Hi all,

I have a dataset where every row represents a study. Each row contains a column describing the region and country where the study was conducted, and several columns containing data on 5-year age-groups (from 0-4 to 99+). For each study, age-group variables are coded as 0 (the study sample does not contain that age group), 1 (the study sample contains that age group), or . (missing). The number of studies per country varies in the dataset (eg There are 8 studies done in China, 22 in the US, etc.) I am interested in determining what is the count of valid data (ie coded=1) for each age-group by country and region.
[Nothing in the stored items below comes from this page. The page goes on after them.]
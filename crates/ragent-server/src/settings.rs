// Server settings
//
// Loaded from environment variables (a local .env file is honoured).
// Blank values count as unset. Malformed values fail at startup rather than
// falling back silently.

use std::net::SocketAddr;
use std::time::Duration;

use ragent_core::{AgentConfig, DEFAULT_SYSTEM_PROMPT};
use thiserror::Error;

const DEFAULT_PORT: u16 = 8080;
const DEFAULT_ENDPOINT_NAME: &str = "databricks-claude-sonnet-4";
const DEFAULT_RETRIEVER_DESCRIPTION: &str = "生成AI開発に関する技術文書やベストプラクティスを検索するためのツールです。GenAI開発ワークフロー、MLOps、エージェント設計などについて質問がある場合に使用してください。";

#[derive(Debug, Error, PartialEq)]
pub enum SettingsError {
    #[error("{0} environment variable required")]
    Missing(&'static str),

    #[error("Invalid value for {var}: {value:?} ({reason})")]
    Invalid {
        var: &'static str,
        value: String,
        reason: String,
    },
}

/// Retriever tool settings
#[derive(Debug, Clone, PartialEq)]
pub struct VectorSearchSettings {
    pub index_name: String,
    pub description: String,
    pub num_results: Option<usize>,
    pub columns: Vec<String>,
}

/// Catalog function tool settings
#[derive(Debug, Clone, PartialEq)]
pub struct FunctionSettings {
    pub names: Vec<String>,
    pub warehouse_id: String,
}

#[derive(Clone)]
pub struct ServerSettings {
    pub databricks_host: String,
    pub databricks_token: String,
    pub bind_address: SocketAddr,
    pub agent: AgentConfig,
    pub vector_search: Option<VectorSearchSettings>,
    pub functions: Option<FunctionSettings>,
}

impl ServerSettings {
    /// Create settings from environment variables
    ///
    /// Environment variables:
    /// - `DATABRICKS_HOST`, `DATABRICKS_TOKEN`: workspace connection (required)
    /// - `LLM_ENDPOINT_NAME`: serving endpoint (default: databricks-claude-sonnet-4)
    /// - `SYSTEM_PROMPT`: system prompt sent with every model call
    ///   (default: the GenAI development assistant guidance)
    /// - `VECTOR_SEARCH_INDEX`: enables the retriever tool
    /// - `VECTOR_SEARCH_TOOL_DESCRIPTION`, `VECTOR_SEARCH_NUM_RESULTS`,
    ///   `VECTOR_SEARCH_COLUMNS` (comma separated): retriever options
    /// - `UC_FUNCTION_NAMES` (comma separated): enables function tools,
    ///   requires `SQL_WAREHOUSE_ID`
    /// - `AGENT_MAX_ITERATIONS`, `MODEL_TIMEOUT_SECS`, `TOOL_TIMEOUT_SECS`,
    ///   `PARALLEL_TOOL_CALLS`: loop tuning
    /// - `BIND_ADDRESS`: listen address (default: 0.0.0.0:8080)
    pub fn from_env() -> Result<Self, SettingsError> {
        dotenvy::dotenv().ok();
        Self::from_lookup(|key| std::env::var(key).ok())
    }

    /// Create settings from an arbitrary variable lookup
    pub fn from_lookup<F>(lookup: F) -> Result<Self, SettingsError>
    where
        F: Fn(&str) -> Option<String>,
    {
        let env = Env(lookup);

        let databricks_host = env
            .get("DATABRICKS_HOST")
            .ok_or(SettingsError::Missing("DATABRICKS_HOST"))?;
        let databricks_token = env
            .get("DATABRICKS_TOKEN")
            .ok_or(SettingsError::Missing("DATABRICKS_TOKEN"))?;

        let bind_address = env
            .parse("BIND_ADDRESS")?
            .unwrap_or_else(|| SocketAddr::from(([0, 0, 0, 0], DEFAULT_PORT)));

        let mut agent = AgentConfig::new(
            env.get("SYSTEM_PROMPT")
                .unwrap_or_else(|| DEFAULT_SYSTEM_PROMPT.to_string()),
            env.get("LLM_ENDPOINT_NAME")
                .unwrap_or_else(|| DEFAULT_ENDPOINT_NAME.to_string()),
        );
        if let Some(max) = env.parse::<usize>("AGENT_MAX_ITERATIONS")? {
            if max == 0 {
                return Err(env.invalid("AGENT_MAX_ITERATIONS", "must be at least 1"));
            }
            agent = agent.with_max_iterations(max);
        }
        if let Some(secs) = env.parse::<u64>("MODEL_TIMEOUT_SECS")? {
            agent = agent.with_model_timeout(Duration::from_secs(secs));
        }
        if let Some(secs) = env.parse::<u64>("TOOL_TIMEOUT_SECS")? {
            agent = agent.with_tool_timeout(Duration::from_secs(secs));
        }
        if let Some(parallel) = env.flag("PARALLEL_TOOL_CALLS")? {
            agent = agent.with_parallel_tool_calls(parallel);
        }

        let vector_search = match env.get("VECTOR_SEARCH_INDEX") {
            Some(index_name) => Some(VectorSearchSettings {
                index_name,
                description: env
                    .get("VECTOR_SEARCH_TOOL_DESCRIPTION")
                    .unwrap_or_else(|| DEFAULT_RETRIEVER_DESCRIPTION.to_string()),
                num_results: env.parse("VECTOR_SEARCH_NUM_RESULTS")?,
                columns: env.list("VECTOR_SEARCH_COLUMNS"),
            }),
            None => None,
        };

        let names = env.list("UC_FUNCTION_NAMES");
        let functions = if names.is_empty() {
            None
        } else {
            let warehouse_id = env
                .get("SQL_WAREHOUSE_ID")
                .ok_or(SettingsError::Missing("SQL_WAREHOUSE_ID"))?;
            Some(FunctionSettings {
                names,
                warehouse_id,
            })
        };

        Ok(Self {
            databricks_host,
            databricks_token,
            bind_address,
            agent,
            vector_search,
            functions,
        })
    }
}

impl std::fmt::Debug for ServerSettings {
    fn fmt(&self, f: &mut std::fmt::Formatter<'_>) -> std::fmt::Result {
        f.debug_struct("ServerSettings")
            .field("databricks_host", &self.databricks_host)
            .field("databricks_token", &"[REDACTED]")
            .field("bind_address", &self.bind_address)
            .field("agent", &self.agent)
            .field("vector_search", &self.vector_search)
            .field("functions", &self.functions)
            .finish()
    }
}

/// Variable lookup with blank-as-unset semantics
struct Env<F>(F);

impl<F> Env<F>
where
    F: Fn(&str) -> Option<String>,
{
    fn get(&self, key: &str) -> Option<String> {
        (self.0)(key)
            .map(|v| v.trim().to_string())
            .filter(|v| !v.is_empty())
    }

    fn parse<T>(&self, key: &'static str) -> Result<Option<T>, SettingsError>
    where
        T: std::str::FromStr,
        T::Err: std::fmt::Display,
    {
        self.get(key)
            .map(|raw| {
                raw.parse::<T>().map_err(|e| SettingsError::Invalid {
                    var: key,
                    value: raw.clone(),
                    reason: e.to_string(),
                })
            })
            .transpose()
    }

    fn flag(&self, key: &'static str) -> Result<Option<bool>, SettingsError> {
        match self.get(key).map(|v| v.to_lowercase()) {
            None => Ok(None),
            Some(v) if v == "true" || v == "1" => Ok(Some(true)),
            Some(v) if v == "false" || v == "0" => Ok(Some(false)),
            Some(_) => Err(self.invalid(key, "expected true/false")),
        }
    }

    fn list(&self, key: &str) -> Vec<String> {
        self.get(key)
            .map(|raw| {
                raw.split(',')
                    .map(str::trim)
                    .filter(|s| !s.is_empty())
                    .map(str::to_string)
                    .collect()
            })
            .unwrap_or_default()
    }

    fn invalid(&self, key: &'static str, reason: &str) -> SettingsError {
        SettingsError::Invalid {
            var: key,
            value: self.get(key).unwrap_or_default(),
            reason: reason.to_string(),
        }
    }
}

#[cfg(test)]
mod tests {
    use super::*;
    use std::collections::HashMap;

    fn settings(vars: &[(&str, &str)]) -> Result<ServerSettings, SettingsError> {
        let mut env: HashMap<String, String> = HashMap::from([
            ("DATABRICKS_HOST".to_string(), "https://example.cloud.databricks.com".to_string()),
            ("DATABRICKS_TOKEN".to_string(), "dapi-test".to_string()),
        ]);
        for (k, v) in vars {
            env.insert(k.to_string(), v.to_string());
        }
        ServerSettings::from_lookup(|key| env.get(key).cloned())
    }

    #[test]
    fn test_defaults() {
        let s = settings(&[]).unwrap();
        assert_eq!(s.bind_address.to_string(), "0.0.0.0:8080");
        assert_eq!(s.agent.model, DEFAULT_ENDPOINT_NAME);
        assert_eq!(s.agent.max_iterations, 10);
        assert_eq!(s.agent.system_prompt, DEFAULT_SYSTEM_PROMPT);
        assert!(s.vector_search.is_none());
        assert!(s.functions.is_none());
    }

    #[test]
    fn test_missing_host() {
        let err = ServerSettings::from_lookup(|_| None).unwrap_err();
        assert_eq!(err, SettingsError::Missing("DATABRICKS_HOST"));
    }

    #[test]
    fn test_blank_values_are_unset() {
        let s = settings(&[("LLM_ENDPOINT_NAME", "  "), ("VECTOR_SEARCH_INDEX", "")]).unwrap();
        assert_eq!(s.agent.model, DEFAULT_ENDPOINT_NAME);
        assert!(s.vector_search.is_none());
    }

    #[test]
    fn test_loop_tuning() {
        let s = settings(&[
            ("AGENT_MAX_ITERATIONS", "4"),
            ("MODEL_TIMEOUT_SECS", "30"),
            ("TOOL_TIMEOUT_SECS", "5"),
            ("PARALLEL_TOOL_CALLS", "true"),
            ("SYSTEM_PROMPT", "You are a GenAI development assistant."),
        ])
        .unwrap();

        assert_eq!(s.agent.max_iterations, 4);
        assert_eq!(s.agent.model_timeout, Some(Duration::from_secs(30)));
        assert_eq!(s.agent.tool_timeout, Some(Duration::from_secs(5)));
        assert!(s.agent.parallel_tool_calls);
        assert_eq!(s.agent.system_prompt, "You are a GenAI development assistant.");
    }

    #[test]
    fn test_invalid_numbers_are_errors() {
        let err = settings(&[("MODEL_TIMEOUT_SECS", "soon")]).unwrap_err();
        assert!(matches!(err, SettingsError::Invalid { var: "MODEL_TIMEOUT_SECS", .. }));

        let err = settings(&[("AGENT_MAX_ITERATIONS", "0")]).unwrap_err();
        assert!(matches!(err, SettingsError::Invalid { var: "AGENT_MAX_ITERATIONS", .. }));

        let err = settings(&[("BIND_ADDRESS", "localhost")]).unwrap_err();
        assert!(matches!(err, SettingsError::Invalid { var: "BIND_ADDRESS", .. }));
    }

    #[test]
    fn test_vector_search() {
        let s = settings(&[
            ("VECTOR_SEARCH_INDEX", "main.docs.chunks_index"),
            ("VECTOR_SEARCH_NUM_RESULTS", "3"),
            ("VECTOR_SEARCH_COLUMNS", "content, url"),
        ])
        .unwrap();

        assert_eq!(
            s.vector_search,
            Some(VectorSearchSettings {
                index_name: "main.docs.chunks_index".into(),
                description: DEFAULT_RETRIEVER_DESCRIPTION.into(),
                num_results: Some(3),
                columns: vec!["content".into(), "url".into()],
            })
        );
    }

    #[test]
    fn test_retriever_description_override() {
        let s = settings(&[
            ("VECTOR_SEARCH_INDEX", "main.docs.chunks_index"),
            ("VECTOR_SEARCH_TOOL_DESCRIPTION", "Search the product manuals"),
        ])
        .unwrap();
        assert_eq!(
            s.vector_search.unwrap().description,
            "Search the product manuals"
        );
    }

    #[test]
    fn test_functions_require_warehouse() {
        let err = settings(&[("UC_FUNCTION_NAMES", "main.tools.lookup")]).unwrap_err();
        assert_eq!(err, SettingsError::Missing("SQL_WAREHOUSE_ID"));

        let s = settings(&[
            ("UC_FUNCTION_NAMES", "main.tools.lookup, main.tools.*"),
            ("SQL_WAREHOUSE_ID", "wh-1"),
        ])
        .unwrap();
        let functions = s.functions.unwrap();
        assert_eq!(functions.names, vec!["main.tools.lookup", "main.tools.*"]);
        assert_eq!(functions.warehouse_id, "wh-1");
    }

    #[test]
    fn test_debug_redacts_token() {
        let s = settings(&[]).unwrap();
        assert!(!format!("{s:?}").contains("dapi-test"));
    }
}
This is an example of my dataset:

Code:
clear
input str71 sid_final str28 regionsimplified str22 country byte(age_20_24 age_25_29 age_30_34)
"HBSC 2009-2010" "Asia" "Armenia"    0 0 0
"World Health Survey" "Asia" "Bangladesh" 1 1 1
"Haq et al., 2005" "Asia" "Bangladesh" 1 1 1
"Cambodia Elderly survey 2004" "Asia" "Cambodia" 0 0 0
"Koyanagi et al., 2018" "Asia" "China" 0 0 0
"Liao et al., 2009" "Asia" "China" 1 1 1
"World Health Survey" "Asia" "China" 1 1 1
end
In the example given, I would expect to end up with
Bangladesh: 20-24: 2 studies; 25-29: 2 studies; 30-34: 2 studies
China: 20-24: 2 studies; 25-29: 2 studies; 30-34: 2 studies

I have tried to use the following command:
Code:
 preserve
collapse (first) regionsimplified (count) age_20_24 age_25_29 age_30_34, by(country)
but this gives me the total number of studies per country instead and the same number across all age groups, not necessarily the number of studies that have data for a particular age group per country. Any suggestions?
Thanks!